National League for the Defense of Religious Liberty
- Flag of the LNDLR
- Abbreviation: LNDLR
- Nickname: Cristeros
- Formation: March 1925
- Dissolved: c. 1940
- Purpose: Opposition to anti-clericalism in Mexico
- Headquarters: Mexico
- Membership: 36,000 (1925)

= National League for the Defense of Religious Liberty =

Mexican religious civil rights organization

The National League for the Defense of Religious Liberty (Liga Nacional Defensora de la Libertad Religiosa – LNDLR) was a Mexican Catholic religious civil rights organization formed in March 1925 that played a crucial role in the Cristero War of 1926 to 1929.

== History ==

The Mexico City-based organization was created by former members of the short-lived National Catholic Party (Partido Católico Nacional), the Union of Mexican Catholic Ladies (Unión de Damas Católicas Mexicanas); a student organization, the Jesuit-led Catholic Association of Mexican Youth (Asociación Católica de la Juventud Mexicana, ACJM); the Knights of Columbus; the National Parents' Association; and the National Catholic Labor Confederation. The League had by June of its founding year about 36,000 members and chapters in almost every state of the country. The organization arose after the anti-clerical provisions of the 1917 Mexican Constitution were enforced by the President Plutarco Calles and after he enacted further provisions in the Calles Law.

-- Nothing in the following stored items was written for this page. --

//! Scheduled task domain model.
//!
//! # Responsibility
//! - Define one scheduled activity bound to a weekday + time slot.
//! - Own the scoring rule used by every aggregate.
//!
//! # Invariants
//! - `time` is minute-aligned and `priority` is in `1..=10`.
//! - A failed `set_priority` leaves the task untouched.
//! - Equality is full value equality over all fields.
//! - Deserialized tasks go through the same validation as `Task::new`.

use crate::model::clock::{format_hhmm, is_minute_aligned, parse_hhmm};
use crate::model::weekday::Weekday;
use chrono::NaiveTime;
use serde::{Deserialize, Serialize};
use std::error::Error;
use std::fmt::{Display, Formatter};

/// Lowest accepted priority.
pub const MIN_PRIORITY: u8 = 1;
/// Highest accepted priority.
pub const MAX_PRIORITY: u8 = 10;

/// Validation failure for task construction and mutation.
#[derive(Debug, Clone, PartialEq, Eq)]
pub enum TaskValidationError {
    /// Task has no time of day.
    MissingTime,
    /// Task has no weekday.
    MissingWeekday,
    /// Time text is not a valid `HH:MM` value.
    MalformedTime(String),
    /// Time carries seconds or a sub-second part.
    TimeNotMinuteAligned(NaiveTime),
    /// Priority is outside `1..=10`.
    PriorityOutOfRange(i64),
}

impl Display for TaskValidationError {
    fn fmt(&self, f: &mut Formatter<'_>) -> std::fmt::Result {
        match self {
            Self::MissingTime => write!(f, "task time is required"),
            Self::MissingWeekday => write!(f, "task weekday is required"),
            Self::MalformedTime(value) => write!(f, "task time `{value}` is not HH:MM"),
            Self::TimeNotMinuteAligned(time) => {
                write!(f, "task time {time} must not carry seconds")
            }
            Self::PriorityOutOfRange(value) => write!(
                f,
                "priority {value} is out of range {MIN_PRIORITY}..={MAX_PRIORITY}"
            ),
        }
    }
}

impl Error for TaskValidationError {}

/// `(weekday, time)` pair identifying at most one task in a schedule.
#[derive(Debug, Clone, Copy, PartialEq, Eq, PartialOrd, Ord, Hash)]
pub struct TaskSlot {
    pub weekday: Weekday,
    pub time: NaiveTime,
}

impl Display for TaskSlot {
    fn fmt(&self, f: &mut Formatter<'_>) -> std::fmt::Result {
        write!(f, "{} {}", self.weekday, format_hhmm(self.time))
    }
}

/// Structural failure of a slot-level insert or removal.
#[derive(Debug, Clone, Copy, PartialEq, Eq)]
pub enum SlotError {
    /// Slot already holds an entry.
    Occupied(TaskSlot),
    /// Slot does not hold the expected task.
    Missing(TaskSlot),
}

impl Display for SlotError {
    fn fmt(&self, f: &mut Formatter<'_>) -> std::fmt::Result {
        match self {
            Self::Occupied(slot) => write!(f, "slot {slot} is already occupied"),
            Self::Missing(slot) => write!(f, "expected task not found at {slot}"),
        }
    }
}

impl Error for SlotError {}

/// One scheduled activity.
///
/// Fields are private so priority validation cannot be bypassed; `done` is
/// the only flag meant to change during normal use.
#[derive(Debug, Clone, PartialEq, Eq, Hash, Serialize, Deserialize)]
#[serde(try_from = "TaskRecord", into = "TaskRecord")]
pub struct Task {
    name: String,
    description: String,
    time: NaiveTime,
    done: bool,
    weekday: Weekday,
    priority: u8,
}

impl Task {
    /// Creates a validated task.
    ///
    /// # Errors
    /// - `TimeNotMinuteAligned` when `time` carries seconds.
    /// - `PriorityOutOfRange` when `priority` is outside `1..=10`.
    pub fn new(
        name: impl Into<String>,
        description: impl Into<String>,
        time: NaiveTime,
        done: bool,
        weekday: Weekday,
        priority: u8,
    ) -> Result<Self, TaskValidationError> {
        validate_time(time)?;
        validate_priority(i64::from(priority))?;

        Ok(Self {
            name: name.into(),
            description: description.into(),
            time,
            done,
            weekday,
            priority,
        })
    }

    pub fn name(&self) -> &str {
        &self.name
    }

    pub fn description(&self) -> &str {
        &self.description
    }

    pub fn time(&self) -> NaiveTime {
        self.time
    }

    pub fn weekday(&self) -> Weekday {
        self.weekday
    }

    pub fn is_done(&self) -> bool {
        self.done
    }

    pub fn priority(&self) -> u8 {
        self.priority
    }

    /// Slot this task claims in a schedule.
    pub fn slot(&self) -> TaskSlot {
        TaskSlot {
            weekday: self.weekday,
            time: self.time,
        }
    }

    /// Toggles completion. Never affects validity.
    pub fn set_done(&mut self, done: bool) {
        self.done = done;
    }

    /// Replaces priority after validation.
    ///
    /// # Errors
    /// Returns `PriorityOutOfRange` and keeps the current priority when
    /// `priority` is outside `1..=10`.
    pub fn set_priority(&mut self, priority: u8) -> Result<(), TaskValidationError> {
        validate_priority(i64::from(priority))?;
        self.priority = priority;
        Ok(())
    }

    /// Points earned by this task: `priority` when done, otherwise `0`.
    pub fn calculate_points(&self) -> u32 {
        if self.done {
            u32::from(self.priority)
        } else {
            0
        }
    }

    /// Raw priority as a point value; the "possible points" reducer.
    pub fn possible_points(&self) -> u32 {
        u32::from(self.priority)
    }

    /// Returns a value-equal, independently owned task.
    pub fn copy(&self) -> Self {
        self.clone()
    }

    /// Returns a copy with `done` replaced.
    pub fn with_done(&self, done: bool) -> Self {
        let mut task = self.clone();
        task.done = done;
        task
    }
}

impl Display for Task {
    fn fmt(&self, f: &mut Formatter<'_>) -> std::fmt::Result {
        write!(
            f,
            "{} @ {} (priority={}, done={})",
            self.name,
            self.slot(),
            self.priority,
            self.done
        )
    }
}

fn validate_time(time: NaiveTime) -> Result<(), TaskValidationError> {
    if is_minute_aligned(time) {
        Ok(())
    } else {
        Err(TaskValidationError::TimeNotMinuteAligned(time))
    }
}

fn validate_priority(priority: i64) -> Result<u8, TaskValidationError> {
    match u8::try_from(priority) {
        Ok(value) if (MIN_PRIORITY..=MAX_PRIORITY).contains(&value) => Ok(value),
        _ => Err(TaskValidationError::PriorityOutOfRange(priority)),
    }
}

/// Wire shape for persisted tasks.
///
/// Optional fields let deserialization report a missing time or weekday as a
/// validation error instead of a generic decode failure.
#[derive(Debug, Clone, Serialize, Deserialize)]
#[serde(rename_all = "camelCase")]
struct TaskRecord {
    task_name: String,
    #[serde(default)]
    description: String,
    time: Option<String>,
    is_done: bool,
    weekday: Option<Weekday>,
    priority: i64,
}

impl TryFrom<TaskRecord> for Task {
    type Error = TaskValidationError;

    fn try_from(record: TaskRecord) -> Result<Self, Self::Error> {
        let time_text = record.time.ok_or(TaskValidationError::MissingTime)?;
        let time = parse_hhmm(&time_text).ok_or(TaskValidationError::MalformedTime(time_text))?;
        let weekday = record.weekday.ok_or(TaskValidationError::MissingWeekday)?;
        let priority = validate_priority(record.priority)?;

        Task::new(
            record.task_name,
            record.description,
            time,
            record.is_done,
            weekday,
            priority,
        )
    }
}

impl From<Task> for TaskRecord {
    fn from(task: Task) -> Self {
        Self {
            time: Some(format_hhmm(task.time)),
            weekday: Some(task.weekday),
            priority: i64::from(task.priority),
            task_name: task.name,
            description: task.description,
            is_done: task.done,
        }
    }
}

The LNDLR, along with the Catholic hierarchy, initially advocated peaceful resistance to the Calles Laws including a boycott of tax payment and nonessential goods and a petition drive to rescind the offending constitutional provisions. When the Church failed to obtain a compromise from Calles, the Mexican hierarchy ordered the priests to go on strike beginning July 31, 1926, the day the Calles Law was to go into effect.

Soon after the clerical strike began on July 31, 1926, sporadic popular uprisings began and beginning in September 1926 the LNDLR began to discuss revolt, but they maintained the policy of boycott. As the popular uprisings continued, especially in Jalisco and Colima, despite the lack of formal support from the bishops, the LNDLR advocated on January 1, 1927, open rebellion to overthrow the regime and institute a new constitution with guarantees of religious freedom.

While the LNDLR served the purpose of giving the rebelling peasants organizational structure and military guidance, the onset, development and character of the war were more rooted in grass roots circumstance and groups. At first the rebellion was only able to sustain suppression in a half dozen western states where there was intense popular support and the organizational aid of local groups, the Popular Union (UP), initially spearheaded by Anacleto González Flores and the covert U, with cells dispersed throughout Jalisco and Michoacán.

In 1927, the LNDLR reorganized the rebellion in the west and, in August 1928, gave the rebellion its first military leader: General Enrique Gorostieta – well-experienced soldier who had fought in the Federal Army under former President Victoriano Huerta. Gorostieta has been called a Mason and lifelong anti-clerical, but recent letters of his have led historians to believe he was neither. Gorostieta's motivation for taking command of the rebels was not only the high salary he was offered (about $3,000 pesos per month, or twice the salary of a regular Army General), or even his political ambition, but his passionate belief in defending religious freedom. He was further motivated by his political ambition (seeing his successful leadership of the war effort as a springboard to win the presidency) and a $20,000 life insurance policy that would support his wife in the event of his death in battle. The Cristeros began to engage in large scale military assaults.

The LNDLR were excluded from any participation in the peace negotiations between the Mexican State and the Church. They rejected the argument of the Archbishop of Mexico, Pascual Díaz, "that the Cristeros were doomed to failure because they lacked the two critical elements: adequate military resources and the diplomatic support of the United States government. Alberto María Carreño, who was close to the archbishop of Mexico, "questioned the morality of continuing a war that could not be won."

After intense and lengthy negotiations by the U.S. ambassador Dwight W. Morrow, an accord (Arreglos) acceptable to both Calles and the Catholic hierarchy was reached and the bishops ordered the LNDLR to cease military and political activities and the Cristeros to lay down their weapons. A number of Cristeros continued fighting, in what some have called "La Segunda", that is the second Cristiada, but they did so without the support of the Church. The LNDLR's criticisms of the episcopal hierarchy's signing on to the Arreglos were blunted given the Vatican's support of the diplomatic accord, but also because Catholic Action, a new lay group firmly under the hierarchy's control, was used to rein in radicalized Catholic organizations following the Arreglos.